→ What you should do
Up to and including the line with "let mut offset = 0u64;", output the records exactly as they appear.

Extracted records
━━━━━━━━
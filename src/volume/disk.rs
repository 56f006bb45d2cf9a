//! The disk table: physical parts of an archive and their placement in the
//! logical address space.

use std::path::{Path, PathBuf};

use crate::{Error, Result};

/// One physical volume.
#[derive(Debug, Clone, PartialEq, Eq)]
pub struct Disk {
    /// Ordinal, starting at 0.
    pub number: u32,
    /// File path.
    pub path: PathBuf,
    /// Absolute offset of the disk's first byte.
    pub absolute_offset: u64,
    /// Length in bytes.
    pub length: u64,
    /// True for the final disk, which holds the trailer.
    pub last: bool,
}

/// Ordered list of disks with cumulative offsets.
///
/// `disks[i].absolute_offset` is the sum of all preceding lengths, so the
/// table maps every absolute offset to exactly one `(disk, relative)` pair.
#[derive(Debug, Clone, Default, PartialEq, Eq)]
pub struct DiskTable {
    disks: Vec<Disk>,
}

impl DiskTable {
    /// Builds the table from paths and lengths in disk order.
    pub fn from_parts<I, P>(parts: I) -> Self
    where
        I: IntoIterator<Item = (P, u64)>,
        P: Into<PathBuf>,
    {
        let mut disks: Vec<Disk> = Vec::new();
        let mut offset = 0u64;
        for (number, (path, length)) in parts.into_iter().enumerate() {
            disks.push(Disk {
                number: number as u32,
                path: path.into(),
                absolute_offset: offset,
                length,
                last: false,
            });
            offset += length;
        }
        if let Some(last) = disks.last_mut() {
            last.last = true;
        }
        Self { disks }
    }

    /// Builds the table by reading each file's length.
    pub fn from_paths<I, P>(paths: I) -> Result<Self>
    where
        I: IntoIterator<Item = P>,
        P: AsRef<Path>,
    {
        let mut parts = Vec::new();
        for (index, path) in paths.into_iter().enumerate() {
            let path = path.as_ref();
            let length = std::fs::metadata(path)
                .map_err(|e| Error::VolumeMissing {
                    volume: index as u32 + 1,
                    path: path.display().to_string(),
                    source: e,
                })?
                .len();
            parts.push((path.to_path_buf(), length));
        }
        Ok(Self::from_parts(parts))
    }

    /// All disks in order.
    pub fn disks(&self) -> &[Disk] {
        &self.disks
    }

    /// Number of disks.
    pub fn len(&self) -> usize {
        self.disks.len()
    }

    /// Returns true if the table has no disks.
    pub fn is_empty(&self) -> bool {
        self.disks.is_empty()
    }

    /// Disk by number.
    pub fn disk(&self, number: u32) -> Option<&Disk> {
        self.disks.get(number as usize)
    }

    /// Sum of all disk lengths.
    pub fn total_length(&self) -> u64 {
        self.disks
            .last()
            .map_or(0, |d| d.absolute_offset + d.length)
    }

    /// Paths of all disks.
    pub fn paths(&self) -> Vec<PathBuf> {
        self.disks.iter().map(|d| d.path.clone()).collect()
    }

    /// Maps an absolute offset to `(disk, offset within disk)`.
    ///
    /// The end of the archive maps to the end of the last disk. Offsets past
    /// the end return `None`. Empty disks are skipped.
    pub fn locate(&self, absolute: u64) -> Option<(u32, u64)> {
        if absolute > self.total_length() {
            return None;
        }
        let index = self
            .disks
            .partition_point(|d| d.absolute_offset + d.length <= absolute);
        match self.disks.get(index) {
            Some(disk) => Some((disk.number, absolute - disk.absolute_offset)),
            None => self.disks.last().map(|d| (d.number, d.length)),
        }
    }

    /// Maps `(disk, offset within disk)` to an absolute offset.
    pub fn absolute(&self, disk: u32, relative: u64) -> Result<u64> {
        let entry = self.disk(disk).ok_or_else(|| {
            Error::InvalidFormat(format!(
                "disk {} referenced but the archive has {} disks",
                disk,
                self.disks.len()
            ))
        })?;
        if relative > entry.length {
            return Err(Error::InvalidFormat(format!(
                "offset {} is past the end of disk {} ({} bytes)",
                relative, disk, entry.length
            )));
        }
        Ok(entry.absolute_offset + relative)
    }
}
//! Archive reading API.
//!
//! Opening an archive scans backward for the End-of-Central-Directory
//! record, follows the ZIP64 locator when there is one, and parses the
//! central directory into a [`ZipModel`]. Entry data is only touched on
//! extraction.
//!
//! # Example
//!
//! ```rust,no_run
//! use zipkit::Archive;
//!
//! let mut archive = Archive::open_path("archive.zip")?;
//!
//! for entry in archive.entries() {
//!     println!("{}: {} bytes", entry.name, entry.uncompressed_size);
//! }
//!
//! let data = archive.extract_to_vec("readme.txt")?;
//! # Ok::<(), zipkit::Error>(())
//! ```
//!
//! Split archives are opened through any of their parts' names as long as
//! the siblings are present; see [`volume`](crate::volume).

mod archive_open;
mod archive_query;
mod extraction;

pub use extraction::EntryReader;

use crate::crypto::Password;
use crate::model::ZipModel;
use crate::volume::{DiskTable, SplitNaming};

/// A ZIP archive reader.
///
/// `R` is the byte source: any `Read + Seek` for [`Archive::open`], or a
/// [`UnifiedReader`](crate::volume::UnifiedReader) for
/// [`Archive::open_path`], which also handles split archives.
pub struct Archive<R> {
    pub(crate) reader: R,
    pub(crate) model: ZipModel,
    /// Physical files, empty when opened from a plain reader.
    pub(crate) table: DiskTable,
    /// Naming convention of a split archive.
    pub(crate) naming: Option<SplitNaming>,
    /// Default password for encrypted entries.
    pub(crate) password: Option<Password>,
}

impl<R> Archive<R> {
    /// Maps a `(disk, offset)` pair as recorded in a header to a position
    /// in the reader.
    ///
    /// Only PKWARE split archives record per-disk offsets; everything else
    /// records absolute offsets on disk 0.
    pub(crate) fn resolve(&self, disk: u32, offset: u64) -> crate::Result<u64> {
        resolve_in(self.naming, &self.table, disk, offset)
    }
}

pub(crate) fn resolve_in(
    naming: Option<SplitNaming>,
    table: &DiskTable,
    disk: u32,
    offset: u64,
) -> crate::Result<u64> {
    match naming {
        Some(SplitNaming::Pkware) => table.absolute(disk, offset),
        _ => Ok(offset),
    }
}

impl<R> std::fmt::Debug for Archive<R> {
    fn fmt(&self, f: &mut std::fmt::Formatter<'_>) -> std::fmt::Result {
        f.debug_struct("Archive")
            .field("entries", &self.model.len())
            .field("zip64", &self.model.zip64)
            .field("disks", &self.table.len())
            .field("naming", &self.naming)
            .field("has_password", &self.password.is_some())
            .finish()
    }
}
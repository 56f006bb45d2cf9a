//! CRC-32 computation for entry integrity.
//!
//! ZIP stores the CRC-32 (IEEE 802.3 polynomial) of every entry's
//! uncompressed, unencrypted bytes. The adapters here compute it while data
//! streams through a [`Write`] or [`Read`] chain.
//!
//! # Example
//!
//! ```rust
//! use zipkit::checksum::Crc32;
//!
//! let mut crc = Crc32::new();
//! crc.update(b"Hello, ");
//! crc.update(b"World!");
//! assert_eq!(crc.finalize(), 0xEC4AC3D0);
//! assert_eq!(Crc32::compute(b"Hello, World!"), 0xEC4AC3D0);
//! ```

use std::io::{self, Read, Write};

/// Incremental CRC-32 calculator.
#[derive(Clone, Default)]
pub struct Crc32 {
    hasher: crc32fast::Hasher,
}

impl std::fmt::Debug for Crc32 {
    fn fmt(&self, f: &mut std::fmt::Formatter<'_>) -> std::fmt::Result {
        f.debug_struct("Crc32")
            .field("current", &format_args!("{:#010x}", self.finalize()))
            .finish()
    }
}

impl Crc32 {
    /// Creates a new calculator.
    pub fn new() -> Self {
        Self::default()
    }

    /// Feeds more data.
    pub fn update(&mut self, data: &[u8]) {
        self.hasher.update(data);
    }

    /// Returns the checksum of everything fed so far.
    pub fn finalize(&self) -> u32 {
        self.hasher.clone().finalize()
    }

    /// Computes the checksum of a single slice.
    pub fn compute(data: &[u8]) -> u32 {
        crc32fast::hash(data)
    }
}

/// A writer wrapper that computes CRC-32 and counts bytes while writing.
///
/// Sits at the top of the entry encoder chain, so it sees the plaintext the
/// caller submits before any compression or encryption.
pub struct Crc32Writer<W> {
    inner: W,
    crc: Crc32,
    bytes_written: u64,
}

impl<W> Crc32Writer<W> {
    /// Creates a new CRC-32 writer wrapping the given writer.
    pub fn new(inner: W) -> Self {
        Self {
            inner,
            crc: Crc32::new(),
            bytes_written: 0,
        }
    }

    /// Returns the current CRC-32 value.
    pub fn crc(&self) -> u32 {
        self.crc.finalize()
    }

    /// Returns the number of bytes written.
    pub fn bytes_written(&self) -> u64 {
        self.bytes_written
    }

    /// Consumes the wrapper and returns the inner writer.
    pub fn into_inner(self) -> W {
        self.inner
    }
}

impl<W: Write> Write for Crc32Writer<W> {
    fn write(&mut self, buf: &[u8]) -> io::Result<usize> {
        let n = self.inner.write(buf)?;
        self.crc.update(&buf[..n]);
        self.bytes_written += n as u64;
        Ok(n)
    }

    fn flush(&mut self) -> io::Result<()> {
        self.inner.flush()
    }
}

/// A reader wrapper that computes CRC-32 and counts bytes while reading.
pub struct Crc32Reader<R> {
    inner: R,
    crc: Crc32,
    bytes_read: u64,
}

impl<R> Crc32Reader<R> {
    /// Creates a new CRC-32 reader wrapping the given reader.
    pub fn new(inner: R) -> Self {
        Self {
            inner,
            crc: Crc32::new(),
            bytes_read: 0,
        }
    }

    /// Returns the current CRC-32 value.
    pub fn crc(&self) -> u32 {
        self.crc.finalize()
    }

    /// Returns the number of bytes read.
    pub fn bytes_read(&self) -> u64 {
        self.bytes_read
    }

    /// Returns a mutable reference to the inner reader.
    pub fn get_mut(&mut self) -> &mut R {
        &mut self.inner
    }
}

impl<R: Read> Read for Crc32Reader<R> {
    fn read(&mut self, buf: &mut [u8]) -> io::Result<usize> {
        let n = self.inner.read(buf)?;
        self.crc.update(&buf[..n]);
        self.bytes_read += n as u64;
        Ok(n)
    }
}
━━━━━━━━
→ Response area
filename src/volume/disk.rs
repository 56f006bb45d2cf9a
//! The disk table: physical parts of an archive and their placement in the
//! logical address space.

use std::path::{Path, PathBuf};

use crate::{Error, Result};

/// One physical volume.
#[derive(Debug, Clone, PartialEq, Eq)]
pub struct Disk {
    /// Ordinal, starting at 0.
    pub number: u32,
    /// File path.
    pub path: PathBuf,
    /// Absolute offset of the disk's first byte.
    pub absolute_offset: u64,
    /// Length in bytes.
    pub length: u64,
    /// True for the final disk, which holds the trailer.
    pub last: bool,
}

/// Ordered list of disks with cumulative offsets.
///
/// `disks[i].absolute_offset` is the sum of all preceding lengths, so the
/// table maps every absolute offset to exactly one `(disk, relative)` pair.
#[derive(Debug, Clone, Default, PartialEq, Eq)]
pub struct DiskTable {
    disks: Vec<Disk>,
}

impl DiskTable {
    /// Builds the table from paths and lengths in disk order.
    pub fn from_parts<I, P>(parts: I) -> Self
    where
        I: IntoIterator<Item = (P, u64)>,
        P: Into<PathBuf>,
    {
        let mut disks: Vec<Disk> = Vec::new();
        let mut offset = 0u64;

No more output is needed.